First Day of Preschool


So I know this post is a tad tardy. Owen actually began preschool three weeks ago. But I haven't dared write about it until now. I wasn't altogether sure preschool would happen this year. You see, the picture above tells a very different story than what happened on the first day of school. Let me fill you in.

The morning began normally. We had spent the previous days and weeks prepping Owen for his first day of preschool. He had visited his classroom, even met his teachers. He expressed excitement about all of it. To an outsider, it would seem Owen was well-prepared for this new experience. But as his parents, we knew Owen had a track record of not welcoming change. Transition, he does not. Yet with all the cheering and prepping, he seemed to be handling everything really well. We took a picture of our proud preschooler just before heading out the door to drop him off.

It was a big day, so we all piled in the car to give Owen the big send off. Gavin and I were still in our pj's so Mark walked Owen in to school, hand in hand. Things were looking good.

45 minutes later....

Gavin and I were still sitting in the car outside of preschool, waiting for Mark to return. Things were looking a little grim now.

When Mark finally returned to the car he confirmed my suspicions. Owen refused to stay at school. As you can imagine, there was a lot of talking, arguing, reassuring, threatening, pleading and the like going on. But Owen would not let Mark leave the classroom without him. He kept following him out, disregarding his teachers and fellow classmates.
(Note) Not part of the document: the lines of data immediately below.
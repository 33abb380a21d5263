//! # Sessions and Single-Login
//!
//! Server-side sessions keyed by an opaque cookie value (`session:<sid>`), and the
//! single-login registry (`user-active-<account>`) holding the auth key of the newest login.
//!
//! A session is fresh when the account has no registered key, or when the registered key
//! equals the session's `auth_key`. A registry read failure is treated as not fresh.

use crate::error::AuthError;
use lib_core::dto::UserData;
use lib_core::SharedKv;
use serde::{Deserialize, Serialize};

const SESSION_ID_LEN: usize = 64;

fn session_key(sid: &str) -> String {
    format!("session:{sid}")
}

fn active_key(id_account: &str) -> String {
    format!("user-active-{id_account}")
}

// region: --- Session Store

/// Minimal identity mirrored from the last good login.
#[derive(Debug, Clone, PartialEq, Eq, Serialize, Deserialize)]
#[serde(rename_all = "camelCase")]
pub struct SessionRecord {
    pub id_account: String,
    pub auth_key: String,
    pub username: String,
    pub full_name: String,
    /// Status class at login time, so session-only routes can still apply RBAC.
    pub status_account: i64,
    pub created_at: i64,
}

impl SessionRecord {
    pub fn from_user(user: &UserData) -> Self {
        Self {
            id_account: user.id_account.clone(),
            auth_key: user.auth_key.clone(),
            username: user.username.clone(),
            full_name: user.full_name.clone(),
            status_account: user.status_account,
            created_at: lib_utils::now_unix(),
        }
    }

    pub fn to_principal(&self) -> UserData {
        UserData {
            id_account: self.id_account.clone(),
            username: self.username.clone(),
            full_name: self.full_name.clone(),
            status_account: self.status_account,
            auth_key: self.auth_key.clone(),
            ..Default::default()
        }
    }
}

pub struct SessionStore {
    kv: SharedKv,
    ttl_secs: u64,
}

impl SessionStore {
    pub fn new(kv: SharedKv, ttl_secs: u64) -> Self {
        Self { kv, ttl_secs }
    }

    pub fn ttl_secs(&self) -> u64 {
        self.ttl_secs
    }

    /// Store a session for `user` and return its new id.
    pub async fn create(&self, user: &UserData) -> Result<String, AuthError> {
        let sid = lib_utils::random_key(SESSION_ID_LEN);
        let record = serde_json::to_string(&SessionRecord::from_user(user))
            .map_err(|e| AuthError::Store(e.into()))?;
        self.kv.set_ex(&session_key(&sid), &record, self.ttl_secs).await?;
        Ok(sid)
    }

    /// Destroy `previous` (if any) and create a fresh session, so a login never reuses an id.
    pub async fn regenerate(&self, previous: Option<&str>, user: &UserData) -> Result<String, AuthError> {
        if let Some(sid) = previous {
            self.destroy(sid).await?;
        }
        self.create(user).await
    }

    /// Load a session. A corrupt record reads as absent.
    pub async fn get(&self, sid: &str) -> Result<Option<SessionRecord>, AuthError> {
        if sid.is_empty() {
            return Ok(None);
        }
        let Some(raw) = self.kv.get(&session_key(sid)).await? else {
            return Ok(None);
        };
        match serde_json::from_str(&raw) {
            Ok(record) => Ok(Some(record)),
            Err(e) => {
                tracing::warn!(error = %e, "[SESSION] Discarding unreadable session record");
                Ok(None)
            }
        }
    }

    pub async fn destroy(&self, sid: &str) -> Result<(), AuthError> {
        self.kv.del(&session_key(sid)).await?;
        Ok(())
    }
}

// endregion: --- Session Store

// region: --- Single Login

pub struct SingleLoginRegistry {
    kv: SharedKv,
    ttl_secs: u64,
}

impl SingleLoginRegistry {
    pub fn new(kv: SharedKv, ttl_secs: u64) -> Self {
        Self { kv, ttl_secs }
    }

    /// Make `auth_key` the only valid key for the account.
    pub async fn register(&self, id_account: &str, auth_key: &str) -> Result<(), AuthError> {
        self.kv
            .set_ex(&active_key(id_account), auth_key, self.ttl_secs)
            .await?;
        Ok(())
    }

    pub async fn current(&self, id_account: &str) -> Result<Option<String>, AuthError> {
        Ok(self.kv.get(&active_key(id_account)).await?)
    }

    pub async fn clear(&self, id_account: &str) -> Result<(), AuthError> {
        self.kv.del(&active_key(id_account)).await?;
        Ok(())
    }

    /// Reject a session whose auth key was superseded by a newer login.
    pub async fn ensure_fresh(&self, session: &SessionRecord) -> Result<(), AuthError> {
        match self.kv.get(&active_key(&session.id_account)).await {
            Ok(Some(active)) if active != session.auth_key => Err(AuthError::SessionSuperseded),
            Ok(_) => Ok(()),
            Err(e) => Err(AuthError::RevocationUnavailable(e.to_string())),
        }
    }
}

// endregion: --- Single Login

#[cfg(test)]
mod tests {
    use super::*;
    use lib_core::MemoryStore;
    use std::sync::Arc;

    fn user(auth_key: &str) -> UserData {
        UserData {
            id_account: "acc-1".to_string(),
            username: "alice".to_string(),
            full_name: "Alice A".to_string(),
            status_account: 10,
            auth_key: auth_key.to_string(),
            ..Default::default()
        }
    }

    #[tokio::test]
    async fn test_session_create_get_destroy() {
        let store = SessionStore::new(Arc::new(MemoryStore::new()), 60);
        let sid = store.create(&user("key-a")).await.unwrap();
        assert_eq!(sid.len(), SESSION_ID_LEN);

        let record = store.get(&sid).await.unwrap().unwrap();
        assert_eq!(record.auth_key, "key-a");
        assert_eq!(record.to_principal().status_account, 10);

        store.destroy(&sid).await.unwrap();
        assert!(store.get(&sid).await.unwrap().is_none());
        assert!(store.get("").await.unwrap().is_none());
    }

    #[tokio::test]
    async fn test_regenerate_drops_previous_session() {
        let store = SessionStore::new(Arc::new(MemoryStore::new()), 60);
        let old = store.create(&user("key-a")).await.unwrap();
        let new = store.regenerate(Some(&old), &user("key-b")).await.unwrap();

        assert_ne!(old, new);
        assert!(store.get(&old).await.unwrap().is_none());
        assert_eq!(store.get(&new).await.unwrap().unwrap().auth_key, "key-b");
    }

    #[tokio::test]
    async fn test_login_elsewhere_supersedes_old_session() {
        let kv: SharedKv = Arc::new(MemoryStore::new());
        let sessions = SessionStore::new(kv.clone(), 60);
        let registry = SingleLoginRegistry::new(kv, 60);

        // Device A logs in.
        let sid_a = sessions.create(&user("key-a")).await.unwrap();
        registry.register("acc-1", "key-a").await.unwrap();
        let session_a = sessions.get(&sid_a).await.unwrap().unwrap();
        assert!(registry.ensure_fresh(&session_a).await.is_ok());

        // Device B logs in.
        let sid_b = sessions.create(&user("key-b")).await.unwrap();
        registry.register("acc-1", "key-b").await.unwrap();

        assert!(matches!(
            registry.ensure_fresh(&session_a).await,
            Err(AuthError::SessionSuperseded)
        ));
        let session_b = sessions.get(&sid_b).await.unwrap().unwrap();
        assert!(registry.ensure_fresh(&session_b).await.is_ok());
    }

    #[tokio::test]
    async fn test_unregistered_account_is_fresh() {
        let kv: SharedKv = Arc::new(MemoryStore::new());
        let registry = SingleLoginRegistry::new(kv, 60);
        let record = SessionRecord::from_user(&user("key-a"));
        assert!(registry.ensure_fresh(&record).await.is_ok());
    }
}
Now I'm not sure how it all went down. But Mark was late for work and just needed to leave. So the way Mark explained it to me was something like:

The teacher grabbed hold of Owen and held him down while I ran out of there. All the while Owen was screaming, "Let go of me PLEASE!"

Upon hearing this story, I felt awful. I felt a whole range of emotions.
I knew we shouldn't have done this.
What a terrible and traumatic first day.
He'll never want to go back.
Poor Owen.
Poor teachers.
What could we have done differently?
What's wrong with my kid?
I'm a terrible mother!

The rest of the day was pretty awful. And the next few days of school were also kind of awful. (AND, this was all happening during my "be a carrot, not an egg" phase). It was a mess. I was a mess.
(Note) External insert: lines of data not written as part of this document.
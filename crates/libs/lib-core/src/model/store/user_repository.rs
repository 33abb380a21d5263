//! # User Repository
//!
//! Database access for the account operations the login flow needs: lookup by any identity,
//! failed-attempt bookkeeping, blocking, and stamping a successful login.
//!
//! ## Example
//!
//! ```rust,no_run
//! # use lib_core::model::store::{create_pool, UserRepository};
//! # async fn example() -> anyhow::Result<()> {
//! let pool = create_pool("sqlite::memory:").await?;
//! let account = UserRepository::find_by_identity(&pool, "alice@example.com").await?;
//! # Ok(())
//! # }
//! ```

use super::models::{Account, AccountForCreate};
use super::DbPool;
use crate::dto::AccountStatus;
use sqlx::query_as;

/// Account repository. Stateless; every method takes the pool.
pub struct UserRepository;

impl UserRepository {
    /// Find an account whose username or email (case-insensitive), phone number or identity
    /// number equals `identity`.
    pub async fn find_by_identity(
        pool: &DbPool,
        identity: &str,
    ) -> Result<Option<Account>, sqlx::Error> {
        query_as::<_, Account>(
            "SELECT * FROM users
             WHERE LOWER(username) = LOWER(?1) OR LOWER(email) = LOWER(?1)
                OR phone_number = ?1 OR identity_number = ?1
             LIMIT 1",
        )
        .bind(identity)
        .fetch_optional(pool)
        .await
    }

    pub async fn find_by_id(pool: &DbPool, id_account: &str) -> Result<Option<Account>, sqlx::Error> {
        query_as::<_, Account>("SELECT * FROM users WHERE id_account = ?")
            .bind(id_account)
            .fetch_optional(pool)
            .await
    }

    /// Create a new account with a fresh UUID id.
    pub async fn create(pool: &DbPool, data: AccountForCreate) -> Result<Account, sqlx::Error> {
        let id_account = uuid::Uuid::new_v4().to_string();

        sqlx::query(
            "INSERT INTO users
                (id_account, identity_number, username, full_name, email, phone_number,
                 status_account, password_hash)
             VALUES (?, ?, ?, ?, ?, ?, ?, ?)",
        )
        .bind(&id_account)
        .bind(&data.identity_number)
        .bind(&data.username)
        .bind(&data.full_name)
        .bind(&data.email)
        .bind(&data.phone_number)
        .bind(data.status_account)
        .bind(&data.password_hash)
        .execute(pool)
        .await?;

        query_as::<_, Account>("SELECT * FROM users WHERE id_account = ?")
            .bind(&id_account)
            .fetch_one(pool)
            .await
    }

    /// Record a wrong password: increment attempts and remember the caller IP.
    ///
    /// Returns the attempt count after the increment.
    pub async fn record_failed_login(
        pool: &DbPool,
        id_account: &str,
        login_ip: &str,
    ) -> Result<i64, sqlx::Error> {
        sqlx::query_scalar::<_, i64>(
            "UPDATE users
             SET login_attempts = login_attempts + 1, login_ip = ?, updated_at = CURRENT_TIMESTAMP
             WHERE id_account = ?
             RETURNING login_attempts",
        )
        .bind(login_ip)
        .bind(id_account)
        .fetch_one(pool)
        .await
    }

    /// Block an account after too many failed attempts.
    pub async fn block(pool: &DbPool, id_account: &str) -> Result<(), sqlx::Error> {
        sqlx::query(
            "UPDATE users SET status_account = ?, updated_at = CURRENT_TIMESTAMP WHERE id_account = ?",
        )
        .bind(AccountStatus::BLOCKED)
        .bind(id_account)
        .execute(pool)
        .await?;
        Ok(())
    }

    /// Stamp a successful login: reset attempts, store IP, time and the new per-login auth key.
    pub async fn record_successful_login(
        pool: &DbPool,
        id_account: &str,
        login_ip: &str,
        login_time: i64,
        auth_key: &str,
    ) -> Result<Account, sqlx::Error> {
        sqlx::query(
            "UPDATE users
             SET login_attempts = 0, login_ip = ?, login_time = ?, auth_key = ?,
                 updated_at = CURRENT_TIMESTAMP
             WHERE id_account = ?",
        )
        .bind(login_ip)
        .bind(login_time)
        .bind(auth_key)
        .bind(id_account)
        .execute(pool)
        .await?;

        query_as::<_, Account>("SELECT * FROM users WHERE id_account = ?")
            .bind(id_account)
            .fetch_one(pool)
            .await
    }
}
And that brings us to today. Owen got up for school. We cheerfully loaded the car. He said, "I'll wave to you Mom!" We waved goodbye and I dropped him off like nothing had ever happened. I think I'll pretend like today was the REAL first day of school.

Monday, September 20, 2010

Be a Carrot, Not an Egg

I've been going through something lately. A rough patch. A hard time. It's a natural cycle I suppose; a period of stretching and growth. But man, it's taken a toll on me.

The last few weeks have been just plain hard. It's one of those times when the balls are flying and I can't seem to keep control of them. (And yes, I have control issues). Mark is super busy with work and outside-of-work work. He has responsibilities that occupy his weeknights and weekends. And it will be this way for awhile. So I'm willing myself to get used to it. Owen is going through what I'll call "the terrible fours". We experienced the terrible twos and threes, so why not keep it going? Only difference is, he is pushing and resisting on a whole new 4-yr-old level. I guess I should be prepared for this by now, but I'm not. He breaks me down. And Gavin. Sweet Gavin. He is my shadow. I cannot make a move around here without Gavin attached to me. And while it's nice to be loved, I find it quite suffocating lately. Plus, he's decided it's time to assert himself and make his wants known. So his newest tricks involve high-pitched screams, dropping to the floor in agony, and banging his head on the closest object in sight (a trick Owen used to do) when he doesn't get what he wants.

So it's a culmination of things really. The aforementioned factors mixed with the daily duties of trying to keep the house in order, fulfill other responsibilities, and have some time (ANY time) for myself has just been exhausting.

I was recently reminded of a phrase. "The same boiling water that softens the carrot also hardens the egg." In other words, I can choose to react positively or negatively to these circumstances. And while I think I've reacted rather negatively thus far (read: wicked witch of the west), I am making a renewed effort to see the positive. I plan to slow down and enjoy this stage as much as possible. I plan to have renewed patience. I plan to not give up. And for goodness sake, I plan to be a carrot.